Ever wonder why all the princesses in fairy tales have such a great rapport with animals? A 2017 study that is resurfacing online has concluded that, although we can't actually speak to our furry friends like they do in Disney flicks, in real life, women are actually more fluent in "dog" than men. And as a result, dogs are often more obedient to women than their male counterparts.
In the experiment, which was published in the journal Royal Society of Open Science, researchers recorded the sound of nearly 20 dogs growling in different scenarios — guarding food from other dogs, playing tug of war, or feeling threatened by an approaching stranger — and had a small sample of 40 people attempt to identify the context of the growl.
On the whole, humans were good at associating the correct growls with the correct root emotion. But two types of people — women and those participants who were particularly experienced with dogs — consistently scored higher in this task.

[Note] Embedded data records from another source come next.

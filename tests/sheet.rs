use assert_matches::assert_matches;
use camino::Utf8PathBuf;
use rust_xlsxwriter::Workbook;

use part_sourcing::domain::IdentifierColumn;
use part_sourcing::error::SourcingError;
use part_sourcing::sheet::{CellValue, read_identifiers, write_rows};

fn temp_root() -> (tempfile::TempDir, Utf8PathBuf) {
    let temp = tempfile::tempdir().unwrap();
    let root = Utf8PathBuf::from_path_buf(temp.path().to_path_buf()).unwrap();
    (temp, root)
}

#[test]
fn missing_file_is_input_not_found() {
    let (_temp, root) = temp_root();
    let err = read_identifiers(&root.join("absent.xlsx"), &IdentifierColumn::First).unwrap_err();
    assert_matches!(err, SourcingError::InputNotFound(_));
    assert!(err.is_input_error());
}

#[test]
fn header_only_is_empty_input() {
    let (_temp, root) = temp_root();
    let path = root.join("header.xlsx");
    write_rows(&path, &["MPN"], &[]).unwrap();
    let err = read_identifiers(&path, &IdentifierColumn::First).unwrap_err();
    assert_matches!(err, SourcingError::EmptyInput(_));
}

#[test]
fn only_blank_identifiers_is_empty_input() {
    let (_temp, root) = temp_root();
    let path = root.join("blank.xlsx");
    let rows = vec![
        vec![CellValue::Empty, CellValue::from("note")],
        vec![CellValue::from("   "), CellValue::from("note")],
    ];
    write_rows(&path, &["MPN", "Comment"], &rows).unwrap();
    let err = read_identifiers(&path, &IdentifierColumn::First).unwrap_err();
    assert_matches!(err, SourcingError::EmptyInput(_));
}

#[test]
fn not_a_workbook_is_malformed() {
    let (_temp, root) = temp_root();
    let path = root.join("notes.xlsx");
    std::fs::write(path.as_std_path(), b"MPN\nABC123\n").unwrap();
    let err = read_identifiers(&path, &IdentifierColumn::First).unwrap_err();
    assert_matches!(err, SourcingError::MalformedInput(_));
}

#[test]
fn named_column_is_located_by_header() {
    let (_temp, root) = temp_root();
    let path = root.join("named.xlsx");
    let rows = vec![
        vec![CellValue::from("1"), CellValue::from("LM358DR")],
        vec![CellValue::from("2"), CellValue::from("NE555P")],
    ];
    write_rows(&path, &["#", "mpn"], &rows).unwrap();
    let ids = read_identifiers(&path, &IdentifierColumn::Named("mpn".to_string())).unwrap();
    assert_eq!(ids, vec!["LM358DR", "NE555P"]);

    let err = read_identifiers(&path, &IdentifierColumn::Named("part".to_string())).unwrap_err();
    assert_matches!(err, SourcingError::MalformedInput(message) if message.contains("'part'"));
}

#[test]
fn numeric_identifiers_are_read_as_text() {
    let (_temp, root) = temp_root();
    let path = root.join("numeric.xlsx");
    let mut workbook = Workbook::new();
    let sheet = workbook.add_worksheet();
    sheet.write_string(0, 0, "MPN").unwrap();
    sheet.write_number(1, 0, 74139.0).unwrap();
    sheet.write_string(2, 0, "SN74HC00N").unwrap();
    workbook.save(path.as_std_path()).unwrap();

    let ids = read_identifiers(&path, &IdentifierColumn::First).unwrap();
    assert_eq!(ids, vec!["74139", "SN74HC00N"]);
}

Although that might be surprising information, the reason for this increased animal aptitude will probably come as a shock to not one woman. On the contrary, it likely makes perfect sense. Women had a "higher sensitivity to emotional stimuli," the study reported.
"Female participants seem to have an advantage in the recognition of the context," it continued. "It is known that women have a higher emotional sensitivity . . . women are likely more empathetic and sensitive to others' emotions, [which] can help to differentiate better the context of the emotional content of the growls."